Wherever "crate" appears in a line of the listing, report that line.

DATA EXTRACT: Begin

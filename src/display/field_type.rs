use once_cell::sync::Lazy;
use regex::Regex;

use super::model::FieldType;
use crate::form::Scalar;

static DATE_PATTERN: Lazy<Regex> =
    Lazy::new(|| Regex::new(r"^\d{4}-\d{2}-\d{2}").expect("valid date pattern"));
static EMAIL_PATTERN: Lazy<Regex> =
    Lazy::new(|| Regex::new(r"^[^\s@]+@[^\s@]+\.[^\s@]+$").expect("valid email pattern"));
static URL_PATTERN: Lazy<Regex> =
    Lazy::new(|| Regex::new(r"^https?://").expect("valid url pattern"));
static CURRENCY_PATTERN: Lazy<Regex> = Lazy::new(|| {
    Regex::new(r"^\$?\d+(\.\d{2})?$|^\d{1,3}(,\d{3})*(\.\d{2})?$")
        .expect("valid currency pattern")
});

/// Field-name fragments marking identifiers. Checked before anything else so
/// that numeric ids never read as money.
pub const ID_KEYWORDS: &[&str] = &["id", "number", "code", "ref", "index", "sequence", "order"];

/// Field-name fragments that allow a numeric-looking string to be currency.
pub const CURRENCY_KEYWORDS: &[&str] = &[
    "amount", "price", "cost", "total", "sum", "cash", "money", "fee", "charge",
];

/// Classifies a scalar by its value and, optionally, the key it was found under.
pub fn detect_type(value: &Scalar, field_name: Option<&str>) -> FieldType {
    if value.is_null() {
        return FieldType::Text;
    }

    let lower_name = field_name.map(str::to_lowercase);
    if let Some(name) = lower_name.as_deref() {
        if contains_any(name, ID_KEYWORDS) {
            return match value {
                Scalar::Number(_) => FieldType::Number,
                _ => FieldType::Text,
            };
        }
    }

    match value {
        Scalar::Number(_) => FieldType::Number,
        Scalar::Bool(_) => FieldType::Boolean,
        Scalar::Text(text) => detect_text_type(text.trim(), lower_name.as_deref()),
        Scalar::Null => FieldType::Text,
    }
}

fn detect_text_type(text: &str, lower_name: Option<&str>) -> FieldType {
    if DATE_PATTERN.is_match(text) {
        FieldType::Date
    } else if EMAIL_PATTERN.is_match(text) {
        FieldType::Email
    } else if URL_PATTERN.is_match(text) {
        FieldType::Url
    } else if CURRENCY_PATTERN.is_match(text)
        && lower_name.is_some_and(|name| contains_any(name, CURRENCY_KEYWORDS))
    {
        FieldType::Currency
    } else {
        FieldType::Text
    }
}

pub(crate) fn contains_any(haystack: &str, needles: &[&str]) -> bool {
    needles.iter().any(|needle| haystack.contains(needle))
}
pub mod build_info;

use dirs::home_dir;
use std::{env, path::PathBuf, sync::Once};

const DEFAULT_DIR_NAME: &str = ".formhub_display";
const CONFIG_FILE: &str = "config.json";

static TRACING_INIT: Once = Once::new();

/// Initializes the global tracing subscriber with sensible defaults.
///
/// `RUST_LOG` directives are honoured; without them the crate logs at `info`.
pub fn init_tracing() {
    TRACING_INIT.call_once(|| {
        use tracing_subscriber::{fmt, EnvFilter};

        let mut filter = EnvFilter::from_default_env();
        if let Ok(directive) = "formhub_display=info".parse() {
            filter = filter.add_directive(directive);
        }

        // A subscriber may already be installed by an embedding application.
        let _ = fmt()
            .with_env_filter(filter)
            .with_writer(std::io::stderr)
            .try_init();
    });
}

/// Returns the application data directory, defaulting to `~/.formhub_display`.
pub fn app_data_dir() -> PathBuf {
    if let Some(custom) = env::var_os("FORMHUB_DISPLAY_HOME") {
        return PathBuf::from(custom);
    }
    home_dir()
        .unwrap_or_else(|| PathBuf::from("."))
        .join(DEFAULT_DIR_NAME)
}

/// Path of the configuration file inside `base`.
pub fn config_file_in(base: &std::path::Path) -> PathBuf {
    base.join(CONFIG_FILE)
}
//! Adaptive display engine for ticket form submissions.
//!
//! The pipeline runs leaves-first: [`field_type`] classifies scalars,
//! [`format`] renders them, [`classify`] recognises the submission's archetype
//! and [`builder`] assembles a [`model::DisplayModel`]. [`DisplayEngine`] ties
//! the stages to one configuration and one set of bounded caches.

pub mod builder;
pub mod cache;
pub mod classify;
pub mod field_type;
pub mod format;
pub mod model;

use crate::config::DisplayConfig;
use crate::currency::CurrencyFormatter;
use crate::form::{FormSubmission, Row, Scalar};

use cache::{CacheStats, DisplayCaches, FieldTypeKey};
use classify::FormStructure;
use format::CellFormatter;
use model::{ColumnDescriptor, FieldType};

/// Entry point for building and formatting displays.
///
/// All operations take `&self`; an engine can be shared between threads and
/// reused for every ticket. Call [`DisplayEngine::clear_caches`] when a view is
/// torn down to release memoised entries early.
#[derive(Debug)]
pub struct DisplayEngine {
    config: DisplayConfig,
    formatter: CellFormatter,
    caches: DisplayCaches,
}

impl DisplayEngine {
    pub fn new(config: DisplayConfig) -> Self {
        let currency = CurrencyFormatter::new(
            config.currency_symbol.clone(),
            config.passthrough_markers.clone(),
            config.locale.clone(),
        );
        Self {
            formatter: CellFormatter::new(currency),
            caches: DisplayCaches::new(config.cache_capacity),
            config,
        }
    }

    pub fn config(&self) -> &DisplayConfig {
        &self.config
    }

    pub fn formatter(&self) -> &CellFormatter {
        &self.formatter
    }

    /// Memoised [`field_type::detect_type`].
    pub fn detect_type(&self, value: &Scalar, field_name: Option<&str>) -> FieldType {
        if value.is_null() {
            return FieldType::Text;
        }
        let key = FieldTypeKey::new(value.kind(), &value.to_text(), field_name);
        if let Some(hit) = self.caches.field_type(&key) {
            tracing::trace!(field = field_name.unwrap_or_default(), "field type cache hit");
            return hit;
        }
        let detected = field_type::detect_type(value, field_name);
        self.caches.store_field_type(key, detected);
        detected
    }

    /// Memoised [`format::format_field_name`].
    pub fn format_field_name(&self, field_name: &str) -> String {
        if let Some(hit) = self.caches.formatted_name(field_name) {
            return hit;
        }
        let label = format::format_field_name(field_name);
        self.caches
            .store_formatted_name(field_name.to_string(), label.clone());
        label
    }

    /// Column layout for a table, inferred from the keys and values of its
    /// first row.
    pub fn columns_for_row(&self, row: &Row) -> Vec<ColumnDescriptor> {
        let typed: Vec<(&str, FieldType)> = row
            .cells()
            .iter()
            .map(|(key, value)| (key.as_str(), self.detect_type(value, Some(key))))
            .collect();
        let signature = typed
            .iter()
            .map(|(key, field_type)| format!("{}:{}", key, field_type.as_str()))
            .collect::<Vec<_>>()
            .join("|");

        if let Some(hit) = self.caches.columns(&signature) {
            return hit;
        }
        let columns: Vec<ColumnDescriptor> = typed
            .into_iter()
            .map(|(key, field_type)| ColumnDescriptor {
                key: key.to_string(),
                label: self.format_field_name(key),
                field_type,
            })
            .collect();
        self.caches.store_columns(signature, columns.clone());
        columns
    }

    pub fn format_cell(&self, value: &Scalar, field_type: FieldType) -> String {
        self.formatter.format_cell(value, field_type)
    }

    pub fn format_currency(&self, value: &Scalar) -> String {
        self.formatter.format_currency(value)
    }

    pub fn sum_column(&self, rows: &[Row], key: &str) -> String {
        self.formatter.sum_column(rows, key)
    }

    pub fn classify(&self, form: &FormSubmission) -> FormStructure {
        classify::classify(form)
    }

    pub fn cache_stats(&self) -> CacheStats {
        self.caches.stats()
    }

    pub fn clear_caches(&self) {
        self.caches.clear();
    }
}

impl Default for DisplayEngine {
    fn default() -> Self {
        Self::new(DisplayConfig::default())
    }
}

DATA EXTRACT: End

SOLUTION TO THE PROBLEM:
use crate::form::Scalar;
pub(crate) fn contains_any(haystack: &str, needles: &[&str]) -> bool {
/// `RUST_LOG` directives are honoured; without them the crate logs at `info`.
use crate::config::DisplayConfig;
use crate::currency::CurrencyFormatter;
use crate::form::{FormSubmission, Row, Scalar};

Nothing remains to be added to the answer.